PROBLEM –
The required output is the line that contains "pub trait Provider: Send" and every line after it, each written out exactly, up to the end of the entries.

MATERIAL PROVIDED –
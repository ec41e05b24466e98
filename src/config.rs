//! Environment-driven configuration, per `SPEC_FULL.md` §4.11.
//!
//! Required secrets (the JWT signing key) have no default and fail startup
//! fast if missing; everything else ships a documented default.

use config::{Config, ConfigError, Environment};
use serde::Deserialize;
use zeroize::Zeroizing;

use crate::error::{Error, Result};

fn default_delimiter() -> String {
    "__".to_owned()
}

fn default_host() -> String {
    "0.0.0.0".to_owned()
}

fn default_port() -> u16 {
    8080
}

fn default_session_cookie_name() -> String {
    "aya_session".to_owned()
}

fn default_session_cookie_domain() -> String {
    ".aya.is".to_owned()
}

fn default_session_ttl_secs() -> i64 {
    60 * 60 * 24 * 365
}

fn default_pow_difficulty() -> u32 {
    16
}

fn default_pow_ttl_secs() -> i64 {
    120
}

fn default_rate_limit_per_hour() -> u32 {
    30
}

fn default_queue_visibility_timeout_secs() -> i64 {
    300
}

fn default_queue_max_retries() -> u32 {
    3
}

fn default_queue_retry_base_secs() -> u64 {
    4
}

fn default_connection_ceiling() -> usize {
    0
}

fn default_shutdown_deadline_secs() -> u64 {
    30
}

fn default_cors_allowed_origins() -> Vec<String> {
    Vec::new()
}

/// Top-level application configuration, assembled from environment
/// variables with keys separated by `delimiter` (default `__`), e.g.
/// `AYA__SESSION__COOKIE_NAME`.
#[derive(Debug, Clone, Deserialize)]
pub struct AppConfig {
    #[serde(default = "default_host")]
    pub host: String,
    #[serde(default = "default_port")]
    pub port: u16,
    #[serde(default = "default_connection_ceiling")]
    pub connection_ceiling: usize,
    #[serde(default = "default_shutdown_deadline_secs")]
    pub shutdown_deadline_secs: u64,

    pub jwt_secret: String,
    #[serde(default = "default_session_cookie_name")]
    pub session_cookie_name: String,
    #[serde(default = "default_session_cookie_domain")]
    pub session_cookie_domain: String,
    #[serde(default = "default_session_ttl_secs")]
    pub session_ttl_secs: i64,
    #[serde(default)]
    pub session_cookie_secure: bool,

    #[serde(default = "default_cors_allowed_origins")]
    pub cors_allowed_origins: Vec<String>,

    #[serde(default = "default_pow_difficulty")]
    pub pow_difficulty: u32,
    #[serde(default = "default_pow_ttl_secs")]
    pub pow_ttl_secs: i64,

    #[serde(default = "default_rate_limit_per_hour")]
    pub anonymous_session_rate_limit_per_hour: u32,

    #[serde(default = "default_queue_visibility_timeout_secs")]
    pub queue_visibility_timeout_secs: i64,
    #[serde(default = "default_queue_max_retries")]
    pub queue_max_retries: u32,
    #[serde(default = "default_queue_retry_base_secs")]
    pub queue_retry_base_secs: u64,
}

impl AppConfig {
    /// Loads configuration from the process environment, prefixed `AYA` and
    /// nested with `delimiter` (default `__`).
    pub fn from_env() -> Result<Self> {
        Self::from_env_with_delimiter(&default_delimiter())
    }

    pub fn from_env_with_delimiter(delimiter: &str) -> Result<Self> {
        let source = Environment::with_prefix("AYA")
            .separator(delimiter)
            .try_parsing(true)
            .list_separator(",")
            .with_list_parse_key("cors_allowed_origins");
        let built = Config::builder()
            .add_source(source)
            .build()
            .map_err(config_error)?;
        built.try_deserialize().map_err(config_error)
    }

    /// Returns the JWT signing secret, zeroized on drop.
    #[must_use]
    pub fn jwt_signing_key(&self) -> Zeroizing<String> {
        Zeroizing::new(self.jwt_secret.clone())
    }

    #[must_use]
    pub fn bind_address(&self) -> String {
        format!("{}:{}", self.host, self.port)
    }
}

fn config_error(err: ConfigError) -> Error {
    Error::configuration(err.to_string())
}
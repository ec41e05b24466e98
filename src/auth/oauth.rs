//! OAuth initiation and the provider adapter contract. `spec.md` §4.7.

use async_trait::async_trait;
use chrono::{DateTime, Utc};
use rand::RngCore;

use crate::error::Result;

/// The canonical identity an OAuth provider hands back after a code
/// exchange.
#[derive(Debug, Clone)]
pub struct OAuthIdentity {
    pub provider: String,
    pub remote_id: String,
    pub username: String,
    pub name: String,
    pub email: String,
    pub uri: Option<String>,
    pub access_token: String,
    pub refresh_token: Option<String>,
    pub scope: String,
    pub expires_at: Option<DateTime<Utc>>,
}

/// Adapter boundary to a specific OAuth provider. Implementations live
/// outside this crate (provider-specific HTTP calls, token formats); this
/// crate only defines the contract and drives it.
#[async_trait]
pub trait Provider: Send + Sync {
    fn name(&self) -> &str;

    /// Builds the provider's authorization URL. `callback_url` already
    /// embeds the final user redirect as a query parameter.
    fn authorization_url(&self, state: &str, callback_url: &str) -> String;

    /// Exchanges an authorization code for the canonical identity.
    async fn exchange_code(&self, code: &str) -> Result<OAuthIdentity>;
}

/// Generates a 256-bit random state token, hex-encoded.
#[must_use]
pub fn generate_state() -> String {
    let mut bytes = [0u8; 32];
    rand::thread_rng().fill_bytes(&mut bytes);
    hex::encode(bytes)
}

/// Builds the callback URL the provider will redirect back to, embedding
/// the caller's final destination as `redirect_uri`.
#[must_use]
pub fn build_callback_url(callback_base: &str, final_redirect_uri: &str) -> String {
    let encoded = url::form_urlencoded::byte_serialize(final_redirect_uri.as_bytes()).collect::<String>();
    format!("{callback_base}?redirect_uri={encoded}")
}

/// Initiates an OAuth login: generates state and returns the provider's
/// authorization URL. The caller is responsible for persisting `state` on
/// a pending session (see `session::SessionStore::create_oauth_pending`).
#[must_use]
pub fn initiate(provider: &dyn Provider, callback_base: &str, final_redirect_uri: &str) -> (String, String) {
    let state = generate_state();
    let callback_url = build_callback_url(callback_base, final_redirect_uri);
    let url = provider.authorization_url(&state, &callback_url);
    (state, url)
}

PROBLEM SOLUTION –
pub trait Provider: Send + Sync {
    fn name(&self) -> &str;

    /// Builds the provider's authorization URL. `callback_url` already
    /// embeds the final user redirect as a query parameter.
    fn authorization_url(&self, state: &str, callback_url: &str) -> String;

    /// Exchanges an authorization code for the canonical identity.
    async fn exchange_code(&self, code: &str) -> Result<OAuthIdentity>;
}

/// Generates a 256-bit random state token, hex-encoded.
#[must_use]
pub fn generate_state() -> String {
    let mut bytes = [0u8; 32];
    rand::thread_rng().fill_bytes(&mut bytes);
    hex::encode(bytes)
}

/// Builds the callback URL the provider will redirect back to, embedding
/// the caller's final destination as `redirect_uri`.
#[must_use]
pub fn build_callback_url(callback_base: &str, final_redirect_uri: &str) -> String {
    let encoded = url::form_urlencoded::byte_serialize(final_redirect_uri.as_bytes()).collect::<String>();
    format!("{callback_base}?redirect_uri={encoded}")
}

/// Initiates an OAuth login: generates state and returns the provider's
/// authorization URL. The caller is responsible for persisting `state` on
/// a pending session (see `session::SessionStore::create_oauth_pending`).
#[must_use]
pub fn initiate(provider: &dyn Provider, callback_base: &str, final_redirect_uri: &str) -> (String, String) {
    let state = generate_state();
    let callback_url = build_callback_url(callback_base, final_redirect_uri);
    let url = provider.authorization_url(&state, &callback_url);
    (state, url)
}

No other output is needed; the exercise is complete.